Zur Zeit ist es möglich bei der Ausgangssprache Deutsch lediglich drei andere Sprachen zu lernen: Englisch, Französisch und Spanisch. Da ich sowieso auch gleichzeitig mein Englisch aktuell halten wollte habe ich als Ausgangssprache Englisch gewählt, womit mir derzeit wohl um die zwanzig Sprachen zur Verfügung stehen. Das sollte für den Anfang genügen. Wer bereits Grundkenntnisse in einer Sprache hat kann diese von der App bewerten lassen und dadurch gleich etwas höher einsteigen – falls nicht wird mit den Basics begonnen.
Die App ist relativ simpel aufgebaut, man wählt Tag für Tag eine neue Lektion in einem Berreich aus, bis man diese abgeschlossen hat. Anschließend werden diese gold-gelb markiert. Da man neu gelerntes nur dann behält, wenn man es regelmäßig abfragt, haben sich die Entwickler auch dafür etwas ausgedacht: Je nachdem, wie viel Zeit vergangen ist, leert sich der kleine Balken unter einer Lektion. Hierfür werden dann eigene Übungen zusammengestellt, sogenannte "Weakest Words". D.h. man kann diejenigen Wörter üben, die man mit der höchsten Wahrscheinlichkeit gerade noch so weiß. Das genaue Prinzip ist in einem Blogpost näher beschrieben: How we learn how you learn.
Der linke Bildhälfte zeigt Lektionen bei denen man Wörter bereits vermutlich wieder vergessen hat (in "Phrases" und "Food"), die rechte Bildhälfte nachdem man jeweils die "Weakest Words" absolviert hat
Die Lektionen selbst sind relativ simpel aufgebaut. Es gibt immer jeweils eine Übung welche sein kann:
- Direkte Übersetzung (kleinere Schreibfehler werden von der Software erkannt, also keine Angst wenn mal ein Akzent über einem Buchstaben nicht passen sollte, die App weist darauf dann auch hin)

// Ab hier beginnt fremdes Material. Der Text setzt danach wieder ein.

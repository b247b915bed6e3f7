//! xsdc CLI: compile an XML Schema and print the generated records.

use anyhow::{Context, Result};
use clap::Parser;
use std::fs::File;
use std::io::{BufReader, Write};
use std::path::{Path, PathBuf};
use std::process;
use tracing_subscriber::EnvFilter;
use xsdc_schema::{CompiledSchema, FsResolver, SchemaParser, Severity};

#[derive(Parser)]
#[command(
    name = "xsdc",
    version,
    about = "Compile an XML Schema into record and enumeration definitions"
)]
struct Cli {
    /// Raise log verbosity (-v info, -vv debug, -vvv trace); RUST_LOG overrides
    #[arg(short, long, action = clap::ArgAction::Count)]
    verbose: u8,

    /// Accept <extension> and attributes on choice or simple-content types
    #[arg(long)]
    allow_unsupported: bool,

    /// Print the attributes of the top-level <schema> tag
    #[arg(long)]
    print_attributes: bool,

    /// Schema file (.xsd)
    schema: PathBuf,
}

fn init_tracing(verbose: u8) {
    let level = match verbose {
        0 => "warn",
        1 => "info",
        2 => "debug",
        _ => "trace",
    };
    let filter = EnvFilter::try_from_default_env().unwrap_or_else(|_| EnvFilter::new(level));
    tracing_subscriber::fmt()
        .with_env_filter(filter)
        .with_writer(std::io::stderr)
        .init();
}

fn main() {
    let cli = Cli::parse();
    init_tracing(cli.verbose);

    match run(&cli) {
        Ok(true) => {}
        Ok(false) => process::exit(1),
        Err(e) => {
            eprintln!("error: {e:#}");
            process::exit(1);
        }
    }
}

/// Compiles the schema named on the command line.
///
/// # Returns
/// `false` if the compile failed; the diagnostic has already been printed.
fn run(cli: &Cli) -> Result<bool> {
    let file = File::open(&cli.schema)
        .with_context(|| format!("cannot open {}", cli.schema.display()))?;
    let base = cli
        .schema
        .parent()
        .map_or_else(|| PathBuf::from("."), Path::to_path_buf);
    let location = cli.schema.display().to_string();

    let mut parser = SchemaParser::new()
        .resolver(FsResolver::new(base))
        .allow_unsupported(cli.allow_unsupported || cfg!(feature = "allow-unsupported"));
    tracing::info!(schema = %location, "compiling");

    match parser.parse(&mut BufReader::new(file), &location) {
        Ok(compiled) => {
            let stdout = std::io::stdout();
            let mut out = stdout.lock();
            print_compiled(&mut out, &compiled, cli.print_attributes)
                .context("cannot write output")?;
            Ok(true)
        }
        Err(e) => {
            eprintln!("{}", e.info());
            Ok(false)
        }
    }
}

fn print_compiled(
    out: &mut impl Write,
    compiled: &CompiledSchema,
    print_attributes: bool,
) -> std::io::Result<()> {
    if compiled.diagnostic.severity() == Severity::Warning {
        eprintln!("{}", compiled.diagnostic);
    }
    writeln!(out, "targetNamespace: {}", compiled.target_namespace)?;
    if print_attributes {
        for (name, value) in &compiled.attributes {
            writeln!(out, "{name}=\"{value}\"")?;
        }
    }
    write!(out, "{}", compiled.schema)?;
    out.flush()
}
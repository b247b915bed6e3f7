//! # xsdc Bench
//!
//! Synthetic schema generators for xsdc compile benchmarks.

pub mod schemas;
//! Default values for generated fields.
//!
//! Default values arrive as XML attribute text and are converted to the
//! native representation of the field's element type.

use crate::error::{Error, Result};
use crate::types::ElemType;
use chrono::{DateTime, FixedOffset, NaiveDate, NaiveDateTime, NaiveTime, TimeZone};
use std::fmt;

/// A default value in its native representation.
#[derive(Debug, Clone, PartialEq)]
pub enum DefaultValue {
    /// Signed byte.
    Char(i8),
    /// 16-bit integer.
    Short(i16),
    /// 32-bit integer.
    Int(i32),
    /// 64-bit integer.
    Int64(i64),
    /// 32-bit float.
    Float(f32),
    /// 64-bit float.
    Double(f64),
    /// String.
    String(String),
    /// Date and time.
    Datetime(NaiveDateTime),
    /// Date.
    Date(NaiveDate),
    /// Time.
    Time(NaiveTime),
    /// Boolean.
    Bool(bool),
    /// Date and time with offset.
    DatetimeTz(DateTime<FixedOffset>),
    /// Date with offset.
    DateTz(NaiveDate, FixedOffset),
    /// Time with offset.
    TimeTz(NaiveTime, FixedOffset),
}

impl DefaultValue {
    /// Parses `text` as a default value for a field of type `elem_type`.
    ///
    /// # Arguments
    /// * `elem_type` - Element type of the field
    /// * `text` - Default value text from the schema
    ///
    /// # Errors
    /// Returns `Error::InvalidDefault` if the text is not a valid value of
    /// the type, or if the type cannot carry a default (arrays, aggregates,
    /// `Void`).
    pub fn parse(elem_type: ElemType, text: &str) -> Result<Self> {
        let invalid = || Error::invalid_default(elem_type, text);
        let value = match elem_type {
            ElemType::Char => Self::Char(text.parse().map_err(|_| invalid())?),
            ElemType::Short => Self::Short(text.parse().map_err(|_| invalid())?),
            ElemType::Int => Self::Int(text.parse().map_err(|_| invalid())?),
            ElemType::Int64 => Self::Int64(text.parse().map_err(|_| invalid())?),
            ElemType::Float => Self::Float(parse_float(text).ok_or_else(invalid)? as f32),
            ElemType::Double => Self::Double(parse_float(text).ok_or_else(invalid)?),
            ElemType::String => Self::String(text.to_string()),
            ElemType::Bool => Self::Bool(parse_bool(text).ok_or_else(invalid)?),
            ElemType::Datetime => Self::Datetime(parse_datetime(text).ok_or_else(invalid)?),
            ElemType::Date => Self::Date(parse_date(text).ok_or_else(invalid)?),
            ElemType::Time => Self::Time(parse_time(text).ok_or_else(invalid)?),
            ElemType::DatetimeTz => {
                let (body, offset) = split_offset(text).ok_or_else(invalid)?;
                let naive = parse_datetime(body).ok_or_else(invalid)?;
                let value = offset
                    .from_local_datetime(&naive)
                    .single()
                    .ok_or_else(invalid)?;
                Self::DatetimeTz(value)
            }
            ElemType::DateTz => {
                let (body, offset) = split_offset(text).ok_or_else(invalid)?;
                Self::DateTz(parse_date(body).ok_or_else(invalid)?, offset)
            }
            ElemType::TimeTz => {
                let (body, offset) = split_offset(text).ok_or_else(invalid)?;
                Self::TimeTz(parse_time(body).ok_or_else(invalid)?, offset)
            }
            _ => return Err(invalid()),
        };
        Ok(value)
    }

    /// Returns the element type this value belongs to.
    #[must_use]
    pub const fn elem_type(&self) -> ElemType {
        match self {
            Self::Char(_) => ElemType::Char,
            Self::Short(_) => ElemType::Short,
            Self::Int(_) => ElemType::Int,
            Self::Int64(_) => ElemType::Int64,
            Self::Float(_) => ElemType::Float,
            Self::Double(_) => ElemType::Double,
            Self::String(_) => ElemType::String,
            Self::Datetime(_) => ElemType::Datetime,
            Self::Date(_) => ElemType::Date,
            Self::Time(_) => ElemType::Time,
            Self::Bool(_) => ElemType::Bool,
            Self::DatetimeTz(_) => ElemType::DatetimeTz,
            Self::DateTz(..) => ElemType::DateTz,
            Self::TimeTz(..) => ElemType::TimeTz,
        }
    }
}

impl fmt::Display for DefaultValue {
    fn fmt(&self, f: &mut fmt::Formatter<'_>) -> fmt::Result {
        match self {
            Self::Char(v) => write!(f, "{v}"),
            Self::Short(v) => write!(f, "{v}"),
            Self::Int(v) => write!(f, "{v}"),
            Self::Int64(v) => write!(f, "{v}"),
            Self::Float(v) => write!(f, "{v}"),
            Self::Double(v) => write!(f, "{v}"),
            Self::String(v) => write!(f, "\"{v}\""),
            Self::Datetime(v) => write!(f, "{}", v.format("%Y-%m-%dT%H:%M:%S%.f")),
            Self::Date(v) => write!(f, "{}", v.format("%Y-%m-%d")),
            Self::Time(v) => write!(f, "{}", v.format("%H:%M:%S%.f")),
            Self::Bool(v) => write!(f, "{v}"),
            Self::DatetimeTz(v) => write!(f, "{}", v.format("%Y-%m-%dT%H:%M:%S%.f%:z")),
            Self::DateTz(d, o) => write!(f, "{}{o}", d.format("%Y-%m-%d")),
            Self::TimeTz(t, o) => write!(f, "{}{o}", t.format("%H:%M:%S%.f")),
        }
    }
}

fn parse_bool(text: &str) -> Option<bool> {
    match text {
        "true" | "1" => Some(true),
        "false" | "0" => Some(false),
        _ => None,
    }
}

fn parse_float(text: &str) -> Option<f64> {
    match text {
        "INF" | "+INF" => Some(f64::INFINITY),
        "-INF" => Some(f64::NEG_INFINITY),
        "NaN" => Some(f64::NAN),
        // Only the spellings above are valid XML Schema special values.
        _ if text.chars().any(|c| c.is_ascii_alphabetic() && c != 'e' && c != 'E') => None,
        _ => text.parse().ok(),
    }
}

fn parse_date(text: &str) -> Option<NaiveDate> {
    NaiveDate::parse_from_str(text, "%Y-%m-%d").ok()
}

fn parse_time(text: &str) -> Option<NaiveTime> {
    NaiveTime::parse_from_str(text, "%H:%M:%S%.f").ok()
}

fn parse_datetime(text: &str) -> Option<NaiveDateTime> {
    NaiveDateTime::parse_from_str(text, "%Y-%m-%dT%H:%M:%S%.f").ok()
}

/// Splits an optional trailing `Z` or `+hh:mm`/`-hh:mm` offset from `text`.
///
/// A missing offset is UTC.
fn split_offset(text: &str) -> Option<(&str, FixedOffset)> {
    if let Some(body) = text.strip_suffix('Z') {
        return Some((body, FixedOffset::east_opt(0)?));
    }

    let bytes = text.as_bytes();
    if bytes.len() > 6 && bytes[bytes.len() - 3] == b':' {
        let sign_at = bytes.len() - 6;
        let sign = match bytes[sign_at] {
            b'+' => 1,
            b'-' => -1,
            _ => return Some((text, FixedOffset::east_opt(0)?)),
        };
        let hours: i32 = text[sign_at + 1..sign_at + 3].parse().ok()?;
        let minutes: i32 = text[sign_at + 4..].parse().ok()?;
        if hours > 14 || minutes > 59 {
            return None;
        }
        let offset = FixedOffset::east_opt(sign * (hours * 3600 + minutes * 60))?;
        return Some((&text[..sign_at], offset));
    }

    Some((text, FixedOffset::east_opt(0)?))
}
impl SchemaModel {
    /// Creates a model holding the built-in types.
    #[must_use]
    pub fn new() -> Self {
        let mut model = Self {
            elements: Vec::new(),
            types: Vec::new(),
            type_table: BTreeMap::new(),
            top_level_elements: BTreeMap::new(),
            top_level_attributes: BTreeMap::new(),
            anonymous_count: 0,
        };
        for descriptor in &builtins::KNOWN_TYPES {
            let mut builtin =
                SchemaType::new(QualifiedSymbol::new(NamespaceId::XMLSCHEMA, descriptor.name));
            builtin.descriptor = Some(descriptor);
            builtin.max_value = descriptor.max_value;
            model.add_type(builtin);
        }
        model
    }

    /// Mints a unique symbol in the anonymous namespace.
    ///
    /// Minted names start with a space so they never clash with, or read
    /// as, a name written in a document.
    pub fn anonymous_symbol(&mut self) -> QualifiedSymbol {
        self.anonymous_count += 1;
        QualifiedSymbol::new(
            NamespaceId::ANONYMOUS,
            format!(" {:06}_ANON", self.anonymous_count),
        )
    }

    /// Copies a type under a fresh anonymous symbol.
    ///
    /// The copy shares field elements with the original but has its own
    /// field list and no generated output.
    pub fn clone_type(&mut self, id: TypeId) -> TypeId {
        let symbol = self.anonymous_symbol();
        let mut copy = self.types[id.0].clone();
        copy.symbol = symbol;
        copy.override_symbol = None;
        copy.record = None;
        copy.enumeration = None;
        self.add_type(copy)
    }

    /// Allocates an element that is not in any symbol table.
    pub fn new_element(&mut self) -> ElementId {
        self.elements.push(SchemaElement::default());
        ElementId(self.elements.len() - 1)
    }

    /// Returns the top-level element named `symbol`, inserting it if absent.
    pub fn top_level_element(&mut self, symbol: QualifiedSymbol) -> ElementId {
        if let Some(id) = self.top_level_elements.get(&symbol) {
            return *id;
        }
        let id = self.new_element();
        self.top_level_elements.insert(symbol, id);
        id
    }

    /// Returns the top-level attribute named `symbol`, inserting it if absent.
    pub fn top_level_attribute(&mut self, symbol: QualifiedSymbol) -> ElementId {
        if let Some(id) = self.top_level_attributes.get(&symbol) {
            return *id;
        }
        let id = self.new_element();
        self.top_level_attributes.insert(symbol, id);
        id
    }

    /// Returns the top-level elements in symbol order.
    #[must_use]
    pub fn top_level_elements(&self) -> Vec<(QualifiedSymbol, ElementId)> {
        self.top_level_elements
            .iter()
            .map(|(symbol, id)| (symbol.clone(), *id))
            .collect()
    }

    /// Returns the type named `symbol`, inserting an empty one if absent.
    ///
    /// # Returns
    /// The handle and `true` if the type was inserted.
    pub fn lookup_or_insert_type(&mut self, symbol: QualifiedSymbol) -> (TypeId, bool) {
        if let Some(id) = self.type_table.get(&symbol) {
            return (*id, false);
        }
        (self.add_type(SchemaType::new(symbol)), true)
    }

    /// Looks up a type by name.
    #[must_use]
    pub fn find_type(&self, symbol: &QualifiedSymbol) -> Option<TypeId> {
        self.type_table.get(symbol).copied()
    }

    /// Adds a type under its own symbol.
    pub fn add_type(&mut self, schema_type: SchemaType) -> TypeId {
        let id = TypeId(self.types.len());
        self.type_table.insert(schema_type.symbol.clone(), id);
        self.types.push(schema_type);
        id
    }

    /// Returns an element.
    #[must_use]
    pub fn element(&self, id: ElementId) -> &SchemaElement {
        &self.elements[id.0]
    }

    /// Returns a mutable element.
    pub fn element_mut(&mut self, id: ElementId) -> &mut SchemaElement {
        &mut self.elements[id.0]
    }

    /// Returns a type.
    #[must_use]
    pub fn schema_type(&self, id: TypeId) -> &SchemaType {
        &self.types[id.0]
    }

    /// Returns a mutable type.
    pub fn schema_type_mut(&mut self, id: TypeId) -> &mut SchemaType {
        &mut self.types[id.0]
    }

    /// Returns all types in symbol order.
    pub fn types_by_symbol(&self) -> impl Iterator<Item = TypeId> + '_ {
        self.type_table.values().copied()
    }

    /// Returns the type of an element, following element references.
    #[must_use]
    pub fn element_type(&self, id: ElementId) -> Option<TypeId> {
        let mut current = &self.elements[id.0];
        for _ in 0..self.elements.len() {
            match current.element_ref {
                Some(next) => current = &self.elements[next.0],
                None => return current.direct_type,
            }
        }
        None
    }

    /// Returns `id` followed by its base types, nearest first.
    ///
    /// The walk stops after visiting every type once, so it terminates even
    /// on a corrupt chain.
    pub fn base_chain(&self, id: TypeId) -> impl Iterator<Item = TypeId> + '_ {
        std::iter::successors(Some(id), |t| self.types[t.0].base).take(self.types.len())
    }

    /// Returns the last type of the base chain.
    #[must_use]
    pub fn most_base(&self, id: TypeId) -> TypeId {
        self.base_chain(id).last().unwrap_or(id)
    }

    /// Returns true if `target` is on the base chain of `id`, `id` included.
    #[must_use]
    pub fn base_chain_contains(&self, id: TypeId, target: TypeId) -> bool {
        self.base_chain(id).any(|t| t == target)
    }

    /// Returns the nearest descriptor on the base chain.
    #[must_use]
    pub fn descriptor(&self, id: TypeId) -> Option<&'static XmlTypeDescriptor> {
        self.base_chain(id).find_map(|t| self.types[t.0].descriptor)
    }

    /// Returns true if the type is complex.
    #[must_use]
    pub fn is_complex(&self, id: TypeId) -> bool {
        self.descriptor(id).is_some_and(XmlTypeDescriptor::is_complex)
    }

    /// Returns true if the type or a base type is a list.
    #[must_use]
    pub fn is_list(&self, id: TypeId) -> bool {
        self.base_chain(id).any(|t| self.types[t.0].is_list)
    }

    /// Returns true if the type or a base type is a choice.
    #[must_use]
    pub fn is_choice(&self, id: TypeId) -> bool {
        self.base_chain(id).any(|t| self.types[t.0].is_choice)
    }

    /// Returns the nearest non-zero maximum value on the base chain.
    #[must_use]
    pub fn max_value(&self, id: TypeId) -> u64 {
        self.base_chain(id)
            .map(|t| self.types[t.0].max_value)
            .find(|&max| max != 0)
            .unwrap_or(0)
    }

    /// Returns the element type of values of the type.
    #[must_use]
    pub fn elem_type(&self, id: TypeId) -> ElemType {
        match self.descriptor(id) {
            None => ElemType::Void,
            Some(descriptor) if self.is_list(id) => descriptor.elem_type.widen_to_array(),
            Some(descriptor) => descriptor.elem_type,
        }
    }

    /// Returns the element type of an element's values, taking repetition
    /// into account.
    #[must_use]
    pub fn element_elem_type(&self, id: ElementId) -> ElemType {
        let Some(type_id) = self.element_type(id) else {
            return ElemType::Void;
        };
        let elem_type = self.elem_type(type_id);
        if self.elements[id.0].max_occurs > 1 {
            elem_type.widen_to_array()
        } else {
            elem_type
        }
    }

    /// Appends a field to a type, making the type complex.
    pub fn add_field(&mut self, type_id: TypeId, name: impl Into<String>, element: ElementId) {
        let schema_type = &mut self.types[type_id.0];
        schema_type.fields.push((name.into(), element));
        schema_type.descriptor = Some(&COMPLEX_TYPE_DESCRIPTOR);
    }

    /// Moves attribute fields ahead of element fields, keeping the relative
    /// order within each group.
    pub fn sort_attributes_before_elements(&mut self, type_id: TypeId) {
        let mut fields = std::mem::take(&mut self.types[type_id.0].fields);
        fields.sort_by_key(|(_, element)| !self.elements[element.0].is_attribute());
        self.types[type_id.0].fields = fields;
    }

    /// Returns a displayable dump of a type.
    #[must_use]
    pub fn display_type(&self, id: TypeId) -> TypeDisplay<'_> {
        TypeDisplay { model: self, id }
    }
}

/// Multi-line dump of a [`SchemaType`].
pub struct TypeDisplay<'a> {
    model: &'a SchemaModel,
    id: TypeId,
}

impl fmt::Display for TypeDisplay<'_> {
    fn fmt(&self, f: &mut fmt::Formatter<'_>) -> fmt::Result {
        let model = self.model;
        let schema_type = model.schema_type(self.id);
        writeln!(f, "{{")?;
        writeln!(f, "    Symbol       = {}", schema_type.symbol)?;
        if let Some(symbol) = &schema_type.override_symbol {
            writeln!(f, "    Override     = {symbol}")?;
        }
        let xml_type = model.descriptor(self.id).map_or("(null)", |d| d.name);
        writeln!(f, "    XML Type     = {xml_type}")?;
        writeln!(f, "    Element Type = {}", model.elem_type(self.id))?;
        writeln!(f, "    max value    = {}", model.max_value(self.id))?;

        if !schema_type.fields.is_empty() {
            writeln!(f, "    Fields = [")?;
            for (name, element_id) in &schema_type.fields {
                let element = model.element(*element_id);
                write!(
                    f,
                    "        Name = {name}, minOccurs = {}, maxOccurs = {}, Type = ",
                    element.min_occurs, element.max_occurs
                )?;
                match model.element_type(*element_id) {
                    Some(type_id) => write!(f, "{}", model.schema_type(type_id).symbol)?,
                    None => write!(f, "(null)")?,
                }
                if !element.default_value.is_empty() {
                    write!(f, ", Default = {}", element.default_value)?;
                }
                writeln!(f)?;
            }
            writeln!(f, "    ]")?;
        }

        if !schema_type.enumerators.is_empty() {
            writeln!(f, "    Enumerations = [")?;
            for (value, id) in &schema_type.enumerators {
                writeln!(f, "        {value} = {id}")?;
            }
            writeln!(f, "    ]")?;
        }
        write!(f, "}}")
    }
}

- Übersetzung durch kombinieren vorgegebener Textschnipsel
- Wortpaare finden
- Hörverständnis (inklusive der Möglichkeit Gesagtes langsamer wiederholen zu lassen)
- Sprachverständnis (die App nimmt das Gesagte auf)
Letztere beiden Optionen lassen sich temporär deaktivieren. Schließlich kann man nicht immer der App lauschen oder in der Öffentlichkeit lautstark üben. Alle anderen Aufgaben lassen sich hingegen unterwegs problemlos lösen. Zudem erhält man zu jedem Wort in der Sprache die man lernt immer die Aussprache, sodass sich langsam (passiv) ein Hörverständnis bilden kann und man neben der richtigen Schreibweise eines Wortes auch die Aussprache kennt.
In der Bildhälfte links oben eine direkte Übersetzung, rechts oben eine Übersetzung mittels vorgefertigter Wörter, links unten müssen zu Wörtern Übersetzungen gefunden werden und das Bild rechts unten zeigt den Bildschirm nachdem die Übung beendet wurde
Damit man tatsächlich täglich üben kann (und wie man auf dem letzten Bild rechts unten sehen kann habe ich das auch gemacht – den einen Samstag ausgenommen) sind die Übungen selbst relativ kurz gehalten. Zudem lässt sich einstellen, wie intensiv man üben möchte. Für jede abgeschlossene Aktion gibt es Punkte (in der Regel 10XP), die Voreinstellung sind 20XP/Tag (also zwei Übungen). Ich selbst schaffe in der Regel am Tag problemlos drei Übungen, manchmal auch mehr, je nachdem, wie ich gerade Zeit habe. Es lässt sich auch noch der Modus "Insane" wählen, welcher 50XP/Tag verlangt. Ich empfehle allerdings langsam anzufangen, denn auch wenn am Anfang die Übungen leicht vonstattengehen, so häufen sich nach ein paar Tagen doch auch die Wiederholungen für bereits abgeschlossene Lektionen, und das kostet dann auch nochmal Zeit.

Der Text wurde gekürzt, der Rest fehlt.